(Stored items)
——

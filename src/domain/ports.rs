use {
    super::error::PaymentError,
    super::id::OrderId,
    super::id::TransId,
    super::order::{Order, OrderStatus, TransitionMeta},
    chrono::{DateTime, Utc},
    std::{future::Future, pin::Pin},
};

pub type PortFuture<'a, T> = Pin<Box<dyn Future<Output = Result<T, PaymentError>> + Send + 'a>>;

/// Narrow view of the order-management subsystem. Implementations must make
/// `try_transition` and `claim_fulfillment` atomic conditional updates.
pub trait OrderStore: Send + Sync {
    fn find_by_id<'a>(&'a self, id: &'a OrderId) -> PortFuture<'a, Option<Order>>;

    /// Move `id` from `from` to `to` only if it is currently in `from`.
    /// Returns `false` when another writer got there first.
    fn try_transition<'a>(
        &'a self,
        id: &'a OrderId,
        from: OrderStatus,
        to: OrderStatus,
        meta: &'a TransitionMeta,
    ) -> PortFuture<'a, bool>;

    /// Set the fulfilled flag on a PAID order if it is not already set.
    fn claim_fulfillment<'a>(&'a self, id: &'a OrderId) -> PortFuture<'a, bool>;

    /// Undo a claim after the downstream effect failed, so a retry can run it.
    fn release_fulfillment<'a>(&'a self, id: &'a OrderId) -> PortFuture<'a, ()>;

    fn find_expired_pending<'a>(
        &'a self,
        now: DateTime<Utc>,
        limit: i64,
    ) -> PortFuture<'a, Vec<OrderId>>;
}

pub trait EnrollmentService: Send + Sync {
    fn grant_access<'a>(&'a self, order_id: &'a OrderId) -> PortFuture<'a, ()>;
}

/// Provider-side refund of a settled payment.
#[derive(Debug, Clone, PartialEq, Eq)]
pub struct RefundReceipt {
    pub refund_trans_id: TransId,
    pub result_code: String,
}

/// Implementations must bound every call with a timeout and must not retry
/// internally; `ProviderTimeout` goes back to the caller.
pub trait RefundGateway: Send + Sync {
    fn refund<'a>(
        &'a self,
        order: &'a Order,
        request_id: &'a str,
    ) -> PortFuture<'a, RefundReceipt>;
}

pub trait Clock: Send + Sync {
    fn now(&self) -> DateTime<Utc>;
}

pub struct SystemClock;

impl Clock for SystemClock {
    fn now(&self) -> DateTime<Utc> {
        Utc::now()
    }
}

——

• Work instruction
Going line by line, set down the data above exactly as given.

• Solution
filename src/domain/ports.rs
use {
    super::error::PaymentError,
    super::id::OrderId,
    super::id::TransId,
    super::order::{Order, OrderStatus, TransitionMeta},
    chrono::{DateTime, Utc},
    std::{future::Future, pin::Pin},
};

pub type PortFuture<'a, T> = Pin<Box<dyn Future<Output = Result<T, PaymentError>> + Send + 'a>>;

/// Narrow view of the order-management subsystem. Implementations must make
/// `try_transition` and `claim_fulfillment` atomic conditional updates.
pub trait OrderStore: Send + Sync {
    fn find_by_id<'a>(&'a self, id: &'a OrderId) -> PortFuture<'a, Option<Order>>;

    /// Move `id` from `from` to `to` only if it is currently in `from`.
    /// Returns `false` when another writer got there first.
    fn try_transition<'a>(
        &'a self,
        id: &'a OrderId,
        from: OrderStatus,
        to: OrderStatus,
        meta: &'a TransitionMeta,
    ) -> PortFuture<'a, bool>;

    /// Set the fulfilled flag on a PAID order if it is not already set.
    fn claim_fulfillment<'a>(&'a self, id: &'a OrderId) -> PortFuture<'a, bool>;

    /// Undo a claim after the downstream effect failed, so a retry can run it.
    fn release_fulfillment<'a>(&'a self, id: &'a OrderId) -> PortFuture<'a, ()>;

    fn find_expired_pending<'a>(
        &'a self,
        now: DateTime<Utc>,
        limit: i64,
    ) -> PortFuture<'a, Vec<OrderId>>;
}

pub trait EnrollmentService: Send + Sync {
    fn grant_access<'a>(&'a self, order_id: &'a OrderId) -> PortFuture<'a, ()>;
}

/// Provider-side refund of a settled payment.
#[derive(Debug, Clone, PartialEq, Eq)]
pub struct RefundReceipt {
    pub refund_trans_id: TransId,
    pub result_code: String,
}

/// Implementations must bound every call with a timeout and must not retry
/// internally; `ProviderTimeout` goes back to the caller.
pub trait RefundGateway: Send + Sync {
    fn refund<'a>(
        &'a self,
        order: &'a Order,
        request_id: &'a str,
    ) -> PortFuture<'a, RefundReceipt>;
}

pub trait Clock: Send + Sync {
    fn now(&self) -> DateTime<Utc>;
}

pub struct SystemClock;

impl Clock for SystemClock {
    fn now(&self) -> DateTime<Utc> {
        Utc::now()
    }
}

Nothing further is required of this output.